To test the hypothesis that specific proteins facilitate phospholipid flip-flop in the ER, we reconstituted transport-active proteoliposomes from detergent-solubilized ER vesicles under conditions in which protein-free liposomes containing ER lipids were inactive. Transport was measured using a synthetic, water-soluble phosphatidylcholine and was found to be sensitive to proteolysis and associated with proteins or protein-containing complexes that sedimented operationally at 3.8S. Chromatographic analyses indicated the feasibility of identifying the transporter(s) by protein purification approaches, and raised the possibility that at least two different proteins are able to facilitate transport. Calculations based on a simple reconstitution scenario suggested that the transporters represent approximately 0.2% of ER membrane proteins.

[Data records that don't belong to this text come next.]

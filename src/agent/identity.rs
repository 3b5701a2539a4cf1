//! Node identity autodetection
//!
//! Fills in whatever the operator did not supply on the command line:
//! instance id, public/private IP and placement from EC2-style instance
//! metadata (1s timeout, absent outside the cloud), hostname as the final
//! fallback for the node id.

use std::time::Duration;

use reqwest::Client;
use tracing::debug;

use crate::config::AgentConfig;

/// Default instance metadata service endpoint
const METADATA_BASE: &str = "http://169.254.169.254/latest/meta-data";

/// Timeout per metadata lookup; the service either answers instantly or
/// does not exist on this machine
const METADATA_TIMEOUT: Duration = Duration::from_secs(1);

/// Resolved identity of this node
#[derive(Debug, Clone)]
pub struct NodeIdentity {
    pub node_id: String,
    pub instance_id: Option<String>,
    pub public_ip: Option<String>,
    pub private_ip: Option<String>,
    pub mesh_ip: Option<String>,
    pub region: Option<String>,
    pub zone: Option<String>,
}

/// Lookup client, endpoint injectable for tests
pub struct MetadataClient {
    base: String,
    http: Client,
}

impl MetadataClient {
    pub fn new() -> Self {
        Self::with_base(METADATA_BASE)
    }

    pub fn with_base(base: impl Into<String>) -> Self {
        Self {
            base: base.into(),
            http: Client::new(),
        }
    }

    async fn get(&self, path: &str) -> Option<String> {
        let url = format!("{}/{}", self.base, path);
        let response = self
            .http
            .get(&url)
            .timeout(METADATA_TIMEOUT)
            .send()
            .await
            .ok()?;
        if !response.status().is_success() {
            return None;
        }
        let text = response.text().await.ok()?;
        let trimmed = text.trim().to_string();
        (!trimmed.is_empty()).then_some(trimmed)
    }

    pub async fn instance_id(&self) -> Option<String> {
        self.get("instance-id").await
    }

    pub async fn public_ip(&self) -> Option<String> {
        self.get("public-ipv4").await
    }

    pub async fn private_ip(&self) -> Option<String> {
        self.get("local-ipv4").await
    }

    pub async fn zone(&self) -> Option<String> {
        self.get("placement/availability-zone").await
    }
}

impl Default for MetadataClient {
    fn default() -> Self {
        Self::new()
    }
}

/// Derive the region from an availability zone ("us-east-1a" -> "us-east-1")
pub fn region_from_zone(zone: &str) -> Option<String> {
    let stripped = zone.trim_end_matches(|c: char| c.is_ascii_alphabetic());
    (!stripped.is_empty() && stripped != zone).then(|| stripped.to_string())
}

pub fn local_hostname() -> String {
    hostname::get()
        .ok()
        .and_then(|h| h.into_string().ok())
        .unwrap_or_else(|| "unknown".to_string())
}

/// Resolve this node's identity: CLI flags win, then instance metadata,
/// then the hostname
pub async fn detect(config: &AgentConfig, metadata: &MetadataClient) -> NodeIdentity {
    let instance_id = match &config.instance_id {
        Some(id) => Some(id.clone()),
        None => metadata.instance_id().await,
    };
    let public_ip = match &config.public_ip {
        Some(ip) => Some(ip.clone()),
        None => metadata.public_ip().await,
    };
    let private_ip = metadata.private_ip().await;
    let zone = match &config.zone {
        Some(z) => Some(z.clone()),
        None => metadata.zone().await,
    };
    let region = match &config.region {
        Some(r) => Some(r.clone()),
        None => zone.as_deref().and_then(region_from_zone),
    };

    let node_id = config
        .node_id
        .clone()
        .or_else(|| instance_id.clone())
        .unwrap_or_else(local_hostname);

    debug!(
        node_id,
        ?instance_id,
        ?public_ip,
        ?zone,
        "node identity resolved"
    );

    NodeIdentity {
        node_id,
        instance_id,
        public_ip,
        private_ip,
        mesh_ip: config.mesh_ip.clone(),
        region,
        zone,
    }
}
//! Optional message broker publisher
//!
//! When the agent is configured with a broker URL it additionally publishes
//! its registration and periodic status to NATS subjects. The stream to the
//! fleet stays authoritative; broker publishing is observational and
//! fire-and-forget — a broker failure never blocks the primary channel.

use std::time::Duration;

use tracing::{debug, info, warn};

use crate::proto::{NodeStatus, RegisterRequest};

/// Subject prefix for all agent publishes
const SUBJECT_PREFIX: &str = "cloudburst.agent";

const PUBLISH_TIMEOUT: Duration = Duration::from_secs(3);

pub struct BrokerPublisher {
    client: async_nats::Client,
}

impl BrokerPublisher {
    /// Connect to the broker; a failure is logged and reported as `None`,
    /// never an error, so the agent starts without it
    pub async fn connect(url: &str) -> Option<Self> {
        match async_nats::connect(url).await {
            Ok(client) => {
                info!(url, "broker connected");
                Some(Self { client })
            }
            Err(e) => {
                warn!(url, "broker unavailable, continuing without it: {e}");
                None
            }
        }
    }

    pub fn is_connected(&self) -> bool {
        self.client.connection_state() == async_nats::connection::State::Connected
    }

    pub async fn publish_registration(&self, request: &RegisterRequest) {
        let subject = format!("{SUBJECT_PREFIX}.register.{}", request.node_id);
        self.publish(subject, request).await;
    }

    pub async fn publish_status(&self, node_id: &str, status: &NodeStatus) {
        let subject = format!("{SUBJECT_PREFIX}.status.{node_id}");
        self.publish(subject, status).await;
    }

    async fn publish<T: serde::Serialize>(&self, subject: String, payload: &T) {
        let bytes = match serde_json::to_vec(payload) {
            Ok(b) => b,
            Err(e) => {
                warn!(%subject, "broker payload encode failed: {e}");
                return;
            }
        };

        let publish = self.client.publish(subject.clone(), bytes.into());
        match tokio::time::timeout(PUBLISH_TIMEOUT, publish).await {
            Ok(Ok(())) => debug!(%subject, "broker publish ok"),
            Ok(Err(e)) => warn!(%subject, "broker publish failed: {e}"),
            Err(_) => warn!(%subject, "broker publish timed out"),
        }
    }

    pub async fn flush(&self) {
        if let Err(e) = self.client.flush().await {
            debug!("broker flush failed: {e}");
        }
    }
}

#[cfg(test)]
mod tests {
    use super::*;

    #[tokio::test]
    async fn test_connect_failure_is_none() {
        // Nothing listening on this port
        let publisher = BrokerPublisher::connect("nats://127.0.0.1:9").await;
        assert!(publisher.is_none());
    }

    #[test]
    fn test_subject_shapes() {
        assert_eq!(
            format!("{SUBJECT_PREFIX}.status.gpu-1"),
            "cloudburst.agent.status.gpu-1"
        );
    }
}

Our results clearly show that specific proteins are required to translocate a phosphatidylcholine analogue across the ER membrane. These proteins are likely to be the flippases, which are required to translocate natural phosphatidylcholine and other phospholipids across the ER membrane. The methodology that we describe paves the way for identification of a flippase.
在理解生物膜磷脂双分子层组装机制方面,一个长期存在的问题是磷脂如何在双分子层的两个小叶之间来回翻转。这个问题很重要,因为磷脂生物合成酶通常面向胞质溶胶,并将新合成的磷脂沉积在生物膜(如内质网,ER)的胞质小叶中。这些脂质必须穿过双分子层以填充外质小叶,从而实现膜的生长。这种转运不会自发发生,推测特定的膜蛋白——翻转酶——负责磷脂的翻转。尚未鉴定出生物膜翻转酶,对于是否真的有蛋白质参与、任何一种膜蛋白是否足够,或者脂质的非双分子层排列是否支持翻转,都存在争议。
为了验证内质网中特定蛋白质促进磷脂翻转这一假设,我们在不含蛋白质的内质网脂质脂质体无活性的条件下,从去污剂溶解的内质网囊泡中重构了具有转运活性的蛋白脂质体。使用一种合成的水溶性磷脂酰胆碱来测量转运,发现其对蛋白水解敏感,并且与在操作上沉降系数为3.8S的蛋白质或含蛋白质复合物相关。色谱分析表明通过蛋白质纯化方法鉴定转运蛋白是可行的,并提出至少有两种不同蛋白质能够促进转运的可能性。基于一个简单重构方案的计算表明,转运蛋白约占内质网膜蛋白的0.2%。
我们的结果清楚地表明,需要特定蛋白质才能使磷脂酰胆碱类似物穿过内质网膜。这些蛋白质可能就是翻转酶,它们是使天然磷脂酰胆碱和其他磷脂穿过内质网膜所必需的。我们所描述的方法为鉴定翻转酶铺平了道路。